Clawbacks at JP Morgan

Yuriy A's picture
Rank: Orangutan | 287

JP Morgan could potentially issue clawbacks against some of the senior staff at the Chief Investment Office for their role in the recent losses on Euro corporate index CDS trading. Jim Cramer's website thestreet.com reports that during JPM's Friday earnings call JPM could announce that top execs from the CIO, including Ina Drew (Eddie's article has Drew pay details here) could potentially be forced to give back some of their earnings.

During his senate banking committee hearing, Jamie Dimon mentioned that if any clawbacks are issued, they will be the first in JPM history. And although he most likely thinks that a verbal apology is sufficient, on Fast Money the traders brought up the idea that Dimon should be penalized internally to officially take responsibility for the executive oversight of the CIO losses. Earlier this week Bob Diamond forfeited 31 million of deferred stock upon his resignation stemming from the LIBOR price manipulation scandal at Barclays.
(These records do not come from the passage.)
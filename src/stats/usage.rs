//! Derived usage percentages.
//!
//! CPU % divides the container's cumulative CPU time by the host's cumulative
//! CPU time from a single report. This is not a rate over an interval; it is
//! the share of host CPU time the container has used since it started.

use chrono::{DateTime, Utc};
use serde::Serialize;

use crate::docker::{DockerError, StatSample};

#[derive(Debug, Clone, Serialize)]
pub struct UsageSample {
    pub container_id: String,
    /// NaN when the host CPU counter is zero or missing
    pub cpu_percent: f64,
    /// NaN when the memory limit is zero or missing
    pub memory_percent: f64,
    pub memory_usage: u64,
    pub memory_limit: Option<u64>,
    pub sampled_at: DateTime<Utc>,
}

/// `100 * part / whole`, or NaN when `whole` is zero or unknown.
pub fn percent(part: u64, whole: Option<u64>) -> f64 {
    match whole {
        Some(whole) if whole > 0 => 100.0 * part as f64 / whole as f64,
        _ => f64::NAN,
    }
}

impl UsageSample {
    /// Fails with `MalformedSample` when memory usage or container CPU time is absent.
    pub fn from_sample(container_id: &str, sample: &StatSample) -> Result<Self, DockerError> {
        let memory_usage = sample
            .memory_usage
            .ok_or_else(|| DockerError::MalformedSample("memory usage missing".to_string()))?;
        let cpu_total = sample
            .cpu_total_usage
            .ok_or_else(|| DockerError::MalformedSample("cpu total usage missing".to_string()))?;

        Ok(Self {
            container_id: container_id.to_string(),
            cpu_percent: percent(cpu_total, sample.system_cpu_usage),
            memory_percent: percent(memory_usage, sample.memory_limit),
            memory_usage,
            memory_limit: sample.memory_limit,
            sampled_at: Utc::now(),
        })
    }
}

/// Two decimals, or `unknown` for undefined values.
pub fn format_percent(value: f64) -> String {
    if value.is_finite() {
        format!("{:.2}%", value)
    } else {
        "unknown".to_string()
    }
}

#[cfg(test)]
mod tests {
    use super::*;
    use crate::testing::sample;

    #[test]
    fn test_percentages_from_cumulative_counters() {
        let usage = UsageSample::from_sample("abc", &sample(50, 100, 20, 200)).unwrap();
        assert_eq!(format!("{:.2}", usage.memory_percent), "50.00");
        assert_eq!(format!("{:.2}", usage.cpu_percent), "10.00");
        assert_eq!(usage.memory_usage, 50);
    }

    #[test]
    fn test_zero_or_missing_limit_is_undefined() {
        assert!(percent(50, Some(0)).is_nan());
        assert!(percent(50, None).is_nan());

        let mut raw = sample(50, 0, 20, 0);
        let usage = UsageSample::from_sample("abc", &raw).unwrap();
        assert!(usage.memory_percent.is_nan());
        assert!(usage.cpu_percent.is_nan());

        raw.memory_limit = None;
        raw.system_cpu_usage = None;
        let usage = UsageSample::from_sample("abc", &raw).unwrap();
        assert!(usage.memory_percent.is_nan());
        assert!(usage.cpu_percent.is_nan());
    }

    #[test]
    fn test_missing_usage_is_malformed() {
        let mut raw = sample(50, 100, 20, 200);
        raw.memory_usage = None;
        let err = UsageSample::from_sample("abc", &raw).unwrap_err();
        assert!(matches!(err, DockerError::MalformedSample(_)));

        let mut raw = sample(50, 100, 20, 200);
        raw.cpu_total_usage = None;
        assert!(UsageSample::from_sample("abc", &raw).is_err());
    }

    #[test]
    fn test_format_percent() {
        assert_eq!(format_percent(12.345), "12.35%");
        assert_eq!(format_percent(f64::NAN), "unknown");
    }
}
I think that the JPM case is a good example of when clawback rules should be used at a big bank and that Dimon should also take a financial loss for this as well, if to at least set a precedent that the CEO is ultimately responsible for what happens under his/her watch. What do you guys and gals think should happen here with regard to clawbacks?

Comments (9)

Jul 12, 2012

Personally I'm not too sure that there should be clawbacks. They didn't do anything illegal, they just got a bit carried away. The people personally involved in the CIO office, the relevant risk managers and Dimon should take a financial hit but nobody else.

Jul 12, 2012
Asatar:

Personally I'm not too sure that there should be clawbacks. They didn't do anything illegal, they just got a bit carried away. The people personally involved in the CIO office, the relevant risk managers and Dimon should take a financial hit but nobody else.

I'm asking this for clarification. You think people should only have bonuses clawed back if they do something illegal. Doing something legal that torpedos years of profits for your group should not result in you personally losing some of you bonus money from that time period?
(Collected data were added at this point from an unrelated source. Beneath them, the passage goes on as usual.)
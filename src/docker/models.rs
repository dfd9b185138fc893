//! Immutable snapshots of daemon state.
//!
//! These are the adapter's own types so the registry and poller never touch
//! bollard's wire structs directly.

use serde::Serialize;

const SHORT_ID_LEN: usize = 12;

/// First 12 characters of a container or image ID, the way `docker ps` shows it.
pub fn short_id(id: &str) -> &str {
    id.get(..SHORT_ID_LEN).unwrap_or(id)
}

/// Docker reports names as `/web`; everything above the adapter uses `web`.
pub fn strip_name(name: &str) -> &str {
    name.strip_prefix('/').unwrap_or(name)
}

#[derive(Debug, Clone, PartialEq, Serialize)]
pub struct Image {
    pub id: String,
    pub repo_tags: Vec<String>,
    pub size: u64,
    /// Unix seconds
    pub created: i64,
}

impl Image {
    /// Repository of the first label, e.g. `nginx` for `nginx:latest`.
    pub fn repository(&self) -> Option<&str> {
        self.repo_tags.first().map(|t| split_tag(t).0)
    }

    /// Tag of the first label.
    pub fn tag(&self) -> Option<&str> {
        self.repo_tags.first().and_then(|t| split_tag(t).1)
    }

    pub fn repositories(&self) -> impl Iterator<Item = &str> {
        self.repo_tags.iter().map(|t| split_tag(t).0)
    }

    pub fn short_id(&self) -> &str {
        short_id(self.id.strip_prefix("sha256:").unwrap_or(&self.id))
    }
}

/// Splits `repo:tag`, keeping registry ports (`localhost:5000/app:1.0`) in the repo part.
fn split_tag(label: &str) -> (&str, Option<&str>) {
    match label.rsplit_once(':') {
        Some((repo, tag)) if !tag.contains('/') => (repo, Some(tag)),
        _ => (label, None),
    }
}

#[derive(Debug, Clone, PartialEq, Serialize)]
pub struct ContainerSummary {
    pub id: String,
    pub names: Vec<String>,
    pub image: String,
    pub running: bool,
    /// Daemon-provided status line, e.g. `Up 3 hours` or `Exited (0) 2 days ago`
    pub status: String,
}

impl ContainerSummary {
    pub fn primary_name(&self) -> &str {
        self.names.first().map(String::as_str).unwrap_or_else(|| short_id(&self.id))
    }

    #[allow(unused)]
    pub fn short_id(&self) -> &str {
        short_id(&self.id)
    }
}

impl From<bollard::models::ContainerSummary> for ContainerSummary {
    fn from(c: bollard::models::ContainerSummary) -> Self {
        let running = c.state.as_deref() == Some("running");
        Self {
            id: c.id.unwrap_or_default(),
            names: c
                .names
                .unwrap_or_default()
                .iter()
                .map(|n| strip_name(n).to_string())
                .collect(),
            image: c.image.unwrap_or_else(|| "<none>".to_string()),
            running,
            status: c.status.unwrap_or_else(|| "unknown".to_string()),
        }
    }
}

impl From<bollard::models::ImageSummary> for Image {
    fn from(i: bollard::models::ImageSummary) -> Self {
        Self {
            id: i.id,
            repo_tags: i.repo_tags,
            size: i.size.max(0) as u64,
            created: i.created,
        }
    }
}

/// Raw counters from one statistics report. Any of them may be missing.
#[derive(Debug, Clone, Default, PartialEq)]
pub struct StatSample {
    pub memory_usage: Option<u64>,
    pub memory_limit: Option<u64>,
    /// Cumulative CPU time used by the container since it started
    pub cpu_total_usage: Option<u64>,
    /// Cumulative host CPU time
    pub system_cpu_usage: Option<u64>,
}

impl From<bollard::container::Stats> for StatSample {
    fn from(stats: bollard::container::Stats) -> Self {
        Self {
            memory_usage: stats.memory_stats.usage,
            memory_limit: stats.memory_stats.limit,
            cpu_total_usage: Some(stats.cpu_stats.cpu_usage.total_usage),
            system_cpu_usage: stats.cpu_stats.system_cpu_usage,
        }
    }
}

#[cfg(test)]
mod tests {
    use super::*;

    #[test]
    fn test_short_id_takes_twelve_chars() {
        assert_eq!(short_id("abc123123456789abcdef"), "abc123123456");
        assert_eq!(short_id("abc"), "abc");
    }

    #[test]
    fn test_primary_name_is_first_name() {
        let c = ContainerSummary {
            id: "abc123123456789".to_string(),
            names: vec!["web".to_string(), "web-alias".to_string()],
            image: "nginx".to_string(),
            running: true,
            status: "Up 1 second".to_string(),
        };
        assert_eq!(c.primary_name(), "web");
        assert_eq!(c.short_id(), "abc123123456");
    }

    #[test]
    fn test_bollard_summary_strips_slash_and_reads_state() {
        let raw = bollard::models::ContainerSummary {
            id: Some("deadbeefcafe0000".to_string()),
            names: Some(vec!["/db".to_string()]),
            image: Some("postgres:16".to_string()),
            state: Some("exited".to_string()),
            ..Default::default()
        };
        let c = ContainerSummary::from(raw);
        assert_eq!(c.names, vec!["db".to_string()]);
        assert!(!c.running);
        assert_eq!(c.status, "unknown");
    }

    #[test]
    fn test_image_repository_and_tag() {
        let image = Image {
            id: "sha256:0123456789abcdef0123".to_string(),
            repo_tags: vec!["localhost:5000/app:1.2".to_string(), "app:latest".to_string()],
            size: 10,
            created: 0,
        };
        assert_eq!(image.repository(), Some("localhost:5000/app"));
        assert_eq!(image.tag(), Some("1.2"));
        assert_eq!(image.repositories().collect::<Vec<_>>(), vec!["localhost:5000/app", "app"]);
        assert_eq!(image.short_id(), "0123456789ab");
    }

    #[test]
    fn test_untagged_image_has_no_repository() {
        let image = Image { id: "x".to_string(), repo_tags: vec![], size: 0, created: 0 };
        assert_eq!(image.repository(), None);
        assert_eq!(image.tag(), None);
    }
}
If I had asked people what they wanted, they would have said faster horses - Henry Ford

Jul 12, 2012
happypantsmcgee:
Asatar:

Personally I'm not too sure that there should be clawbacks. They didn't do anything illegal, they just got a bit carried away. The people personally involved in the CIO office, the relevant risk managers and Dimon should take a financial hit but nobody else.
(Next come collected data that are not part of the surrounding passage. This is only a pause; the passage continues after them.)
//! Docker client adapter
//!
//! `DockerApi` is the seam between the registry/poller and the daemon.
//! `BollardClient` talks to a real daemon; tests use an in-memory fake.

use async_trait::async_trait;
use bollard::container::{ListContainersOptions, RemoveContainerOptions, StatsOptions};
use bollard::image::{ListImagesOptions, RemoveImageOptions};
use bollard::{API_DEFAULT_VERSION, Docker};
use futures::StreamExt;
use futures::stream::BoxStream;
use std::path::Path;
use tokio::sync::mpsc;
use tokio_stream::wrappers::ReceiverStream;
use tracing::debug;

use super::error::DockerError;
use super::models::{ContainerSummary, Image, StatSample};
use crate::config::config::DockerConfig;

/// Lazy, daemon-paced feed of statistics reports. Dropping it closes the feed.
pub type StatsStream = BoxStream<'static, Result<StatSample, DockerError>>;

#[async_trait]
pub trait DockerApi: Send + Sync {
    async fn ping(&self) -> Result<(), DockerError>;

    async fn list_images(&self) -> Result<Vec<Image>, DockerError>;

    async fn list_containers(
        &self,
        include_stopped: bool,
    ) -> Result<Vec<ContainerSummary>, DockerError>;

    /// Forced removal, even when the image is referenced by containers.
    async fn remove_image(&self, id: &str) -> Result<(), DockerError>;

    async fn remove_container(&self, id: &str) -> Result<(), DockerError>;

    /// Opens an unbounded statistics feed for one container.
    fn stats_stream(&self, id: &str) -> StatsStream;
}

#[derive(Clone)]
pub struct BollardClient {
    docker: Docker,
}

impl BollardClient {
    pub fn connect(config: &DockerConfig) -> Result<Self, DockerError> {
        let timeout = config.timeout_secs;

        let docker = match config.host.as_deref() {
            None => Docker::connect_with_local_defaults()?,
            Some(host) if host.starts_with("unix://") => {
                Docker::connect_with_socket(host, timeout, API_DEFAULT_VERSION)?
            }
            Some(host) => match config.cert_path.as_deref() {
                Some(cert_dir) => {
                    let dir = Path::new(cert_dir);
                    tracing::info!("Connecting to Docker at {} over TLS ({})", host, cert_dir);
                    Docker::connect_with_ssl(
                        host,
                        &dir.join("key.pem"),
                        &dir.join("cert.pem"),
                        &dir.join("ca.pem"),
                        timeout,
                        API_DEFAULT_VERSION,
                    )?
                }
                None => {
                    tracing::info!("Connecting to Docker at {}", host);
                    Docker::connect_with_http(host, timeout, API_DEFAULT_VERSION)?
                }
            },
        };

        Ok(Self { docker })
    }
}

#[async_trait]
impl DockerApi for BollardClient {
    async fn ping(&self) -> Result<(), DockerError> {
        self.docker.ping().await?;
        Ok(())
    }

    async fn list_images(&self) -> Result<Vec<Image>, DockerError> {
        let options = ListImagesOptions::<String> {
            all: false,
            ..Default::default()
        };

        let images = self.docker.list_images(Some(options)).await?;
        Ok(images.into_iter().map(Image::from).collect())
    }

    async fn list_containers(
        &self,
        include_stopped: bool,
    ) -> Result<Vec<ContainerSummary>, DockerError> {
        let options = ListContainersOptions::<String> {
            all: include_stopped,
            ..Default::default()
        };

        let containers = self.docker.list_containers(Some(options)).await?;
        Ok(containers.into_iter().map(ContainerSummary::from).collect())
    }

    async fn remove_image(&self, id: &str) -> Result<(), DockerError> {
        let options = RemoveImageOptions {
            force: true,
            ..Default::default()
        };

        let deleted = self.docker.remove_image(id, Some(options), None).await?;
        debug!("Removed image {} ({} layers affected)", id, deleted.len());
        Ok(())
    }

    async fn remove_container(&self, id: &str) -> Result<(), DockerError> {
        let options = RemoveContainerOptions {
            force: true,
            ..Default::default()
        };

        self.docker.remove_container(id, Some(options)).await?;
        Ok(())
    }

    fn stats_stream(&self, id: &str) -> StatsStream {
        let docker = self.docker.clone();
        let container_id = id.to_string();
        let (tx, rx) = mpsc::channel(16);

        // The forwarder owns the HTTP stream; it exits (dropping the stream and
        // its connection) as soon as the consumer goes away or the daemon ends it.
        tokio::spawn(async move {
            let stats_opts = StatsOptions {
                stream: true,
                one_shot: false,
            };
            let mut stats_stream = docker.stats(&container_id, Some(stats_opts));

            loop {
                tokio::select! {
                    _ = tx.closed() => {
                        debug!("Stats consumer for {} went away", container_id);
                        break;
                    }
                    next = stats_stream.next() => match next {
                        Some(result) => {
                            let item = result.map(StatSample::from).map_err(DockerError::from);
                            if tx.send(item).await.is_err() {
                                break;
                            }
                        }
                        None => break,
                    },
                }
            }

            debug!("Stats stream closed for {}", container_id);
        });

        ReceiverStream::new(rx).boxed()
    }
}
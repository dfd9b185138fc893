//! Keeps the registry in step with the daemon at a fixed cadence.

use std::sync::Arc;
use std::time::Duration;
use tokio::task::JoinHandle;
use tokio::time::MissedTickBehavior;

use crate::container::ContainerRegistry;

/// Spawns the refresh loop. Failures are logged and retried on the next
/// tick; the loop only stops when the returned handle is aborted.
pub fn spawn_refresh_loop(registry: Arc<ContainerRegistry>, every: Duration) -> JoinHandle<()> {
    tokio::spawn(async move {
        let mut interval = tokio::time::interval(every);
        interval.set_missed_tick_behavior(MissedTickBehavior::Delay);
        let mut reachable = true;

        loop {
            interval.tick().await;
            match registry.refresh().await {
                Ok(_) => {
                    if !reachable {
                        tracing::info!("Docker daemon reachable again");
                        reachable = true;
                    }
                }
                Err(e) => {
                    // Only the first failure in a row is worth a warning.
                    if reachable {
                        tracing::warn!("Registry refresh failed: {}", e);
                    } else {
                        tracing::debug!("Registry refresh still failing: {}", e);
                    }
                    reachable = false;
                }
            }
        }
    })
}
I'm asking this for clarification. You think people should only have bonuses clawed back if they do something illegal. Doing something legal that torpedos years of profits for your group should not result in you personally losing some of you bonus money from that time period?

Yeah happypants is right. On the one hand clawbacks probably reduce morale and make your talent want to work elsewhere. On the other hand, if you don't do it when people lose money (legally) then their incentive system will be all mixed up

Jul 12, 2012
happypantsmcgee:
Asatar:

Personally I'm not too sure that there should be clawbacks. They didn't do anything illegal, they just got a bit carried away. The people personally involved in the CIO office, the relevant risk managers and Dimon should take a financial hit but nobody else.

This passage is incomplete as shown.